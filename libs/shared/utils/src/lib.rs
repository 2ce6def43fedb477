pub mod clock;

pub use clock::*;
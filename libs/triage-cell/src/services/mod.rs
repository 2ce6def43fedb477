pub mod queue;
pub mod scoring;

pub use queue::EmergencyQueueService;
pub use scoring::TriageScoringService;
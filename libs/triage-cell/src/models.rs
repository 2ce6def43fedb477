use chrono::{DateTime, Utc};
use serde::{Deserialize, Serialize};
use std::fmt;
use uuid::Uuid;

use scheduling_cell::SchedulingError;
use shared_config::TriageConfig;
use shared_models::{Appointment, Patient};
use shared_store::StoreError;

#[derive(Debug, Clone, thiserror::Error)]
pub enum TriageError {
    #[error("triage entry not found: {0}")]
    NotFound(Uuid),

    #[error("invalid triage status transition from {from} to {to}")]
    InvalidStatusTransition { from: String, to: String },

    #[error(transparent)]
    Store(#[from] StoreError),

    #[error(transparent)]
    Scheduling(#[from] SchedulingError),
}

/// Structured symptom report collected at intake.
#[derive(Debug, Clone, Default, Serialize, Deserialize)]
pub struct SymptomReport {
    pub description: String,
    /// Self-reported pain on a 0-10 scale.
    pub pain_level: u8,
    pub swelling: bool,
    pub bleeding: bool,
    pub fever: bool,
    pub cannot_eat: bool,
    pub sleep_disrupted: bool,
    pub medication_ineffective: bool,
    pub duration: Option<SymptomDuration>,
}

#[derive(Debug, Clone, Copy, Serialize, Deserialize, PartialEq, Eq)]
#[serde(rename_all = "snake_case")]
pub enum SymptomDuration {
    /// Fresh onset, often trauma.
    JustStarted,
    UnderThreeDays,
    /// Three days or more suggests an untreated infection.
    ThreeDaysOrMore,
}

#[derive(Debug, Clone, Copy, Serialize, Deserialize, PartialEq, Eq, PartialOrd, Ord)]
#[serde(rename_all = "snake_case")]
pub enum TriageCategory {
    Critical,
    Urgent,
    Moderate,
    Minor,
}

impl TriageCategory {
    /// Queue ordering rank; lower sorts first.
    pub fn rank(&self) -> u8 {
        match self {
            TriageCategory::Critical => 0,
            TriageCategory::Urgent => 1,
            TriageCategory::Moderate => 2,
            TriageCategory::Minor => 3,
        }
    }

    pub fn max_wait_minutes(&self, config: &TriageConfig) -> i64 {
        match self {
            TriageCategory::Critical => config.critical_max_wait_minutes,
            TriageCategory::Urgent => config.urgent_max_wait_minutes,
            TriageCategory::Moderate => config.moderate_max_wait_minutes,
            TriageCategory::Minor => config.minor_max_wait_minutes,
        }
    }

    pub fn response_time_label(&self) -> &'static str {
        match self {
            TriageCategory::Critical => "immediate",
            TriageCategory::Urgent => "within 30 minutes",
            TriageCategory::Moderate => "within 2 hours",
            TriageCategory::Minor => "within 24 hours",
        }
    }

    /// Canned first-aid protocol handed to the patient while they wait.
    pub fn protocol(&self) -> Vec<String> {
        let steps: &[&str] = match self {
            TriageCategory::Critical => &[
                "Call emergency services (911) immediately.",
                "Do not eat, drink, or take further medication.",
                "If a tooth was knocked out, keep it moist in milk or saliva.",
            ],
            TriageCategory::Urgent => &[
                "Rinse gently with warm salt water.",
                "Apply a cold compress to the outside of the cheek.",
                "A knocked-out tooth should be kept moist; do not scrub the root.",
                "Avoid aspirin directly on the gums.",
            ],
            TriageCategory::Moderate => &[
                "Rinse with warm salt water after meals.",
                "Over-the-counter pain relief may be taken as directed.",
                "Avoid very hot, cold, or sweet food and drink.",
            ],
            TriageCategory::Minor => &[
                "Keep the area clean and monitor for changes.",
                "Use over-the-counter pain relief as directed if needed.",
            ],
        };
        steps.iter().map(|s| s.to_string()).collect()
    }
}

impl fmt::Display for TriageCategory {
    fn fmt(&self, f: &mut fmt::Formatter<'_>) -> fmt::Result {
        match self {
            TriageCategory::Critical => write!(f, "critical"),
            TriageCategory::Urgent => write!(f, "urgent"),
            TriageCategory::Moderate => write!(f, "moderate"),
            TriageCategory::Minor => write!(f, "minor"),
        }
    }
}

#[derive(Debug, Clone, Copy, Serialize, Deserialize, PartialEq, Eq)]
#[serde(rename_all = "snake_case")]
pub enum TriageStatus {
    Queued,
    SlotFound,
    NoSlot,
    Resolved,
}

impl TriageStatus {
    pub fn can_transition_to(&self, next: &TriageStatus) -> bool {
        use TriageStatus::*;
        match (self, next) {
            // Resolved is reachable from anywhere; nothing leaves it.
            (Resolved, _) => false,
            (_, Resolved) => true,
            (Queued, SlotFound | NoSlot) => true,
            (NoSlot, SlotFound) => true,
            _ => false,
        }
    }
}

impl fmt::Display for TriageStatus {
    fn fmt(&self, f: &mut fmt::Formatter<'_>) -> fmt::Result {
        match self {
            TriageStatus::Queued => write!(f, "queued"),
            TriageStatus::SlotFound => write!(f, "slot_found"),
            TriageStatus::NoSlot => write!(f, "no_slot"),
            TriageStatus::Resolved => write!(f, "resolved"),
        }
    }
}

/// Outcome of scoring a symptom report, before queueing.
#[derive(Debug, Clone, Copy)]
pub struct TriageAssessment {
    pub severity_score: u8,
    pub category: TriageCategory,
    pub life_threatening: bool,
}

#[derive(Debug, Clone, Serialize, Deserialize)]
pub struct TriageResult {
    pub id: Uuid,
    pub created_at: DateTime<Utc>,
    pub patient: Patient,
    pub report: SymptomReport,
    pub severity_score: u8,
    pub category: TriageCategory,
    pub queue_position: usize,
    pub estimated_wait_minutes: i64,
    pub protocol: Vec<String>,
    pub life_threatening: bool,
    pub status: TriageStatus,
    pub appointment_id: Option<Uuid>,
}

/// Queue wrapper: category rank first, then insertion time (FIFO within a
/// category).
#[derive(Debug, Clone, Serialize, Deserialize)]
pub struct EmergencyQueueEntry {
    pub triage: TriageResult,
    pub priority: u8,
    pub enqueued_at: DateTime<Utc>,
}

/// Result of trying to find a slot for a queued emergency.
#[derive(Debug, Clone)]
pub enum SlotOutcome {
    Found(Appointment),
    NoSlot,
}

#[derive(Debug, Clone, Serialize, Deserialize)]
pub struct CategoryCount {
    pub category: TriageCategory,
    pub count: usize,
}

#[derive(Debug, Clone, Serialize, Deserialize)]
pub struct QueueEntrySummary {
    pub triage_id: Uuid,
    pub patient_name: String,
    pub category: TriageCategory,
    pub severity_score: u8,
    pub queue_position: usize,
    pub estimated_wait_minutes: i64,
    pub enqueued_at: DateTime<Utc>,
}

#[derive(Debug, Clone, Serialize, Deserialize)]
pub struct QueueStatus {
    pub queue_length: usize,
    pub by_category: Vec<CategoryCount>,
    pub entries: Vec<QueueEntrySummary>,
}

══════════

Copy whichever lines in the listing above hold "counter".

                "Over-the-counter pain relief may be taken as directed.",
                "Use over-the-counter pain relief as directed if needed.",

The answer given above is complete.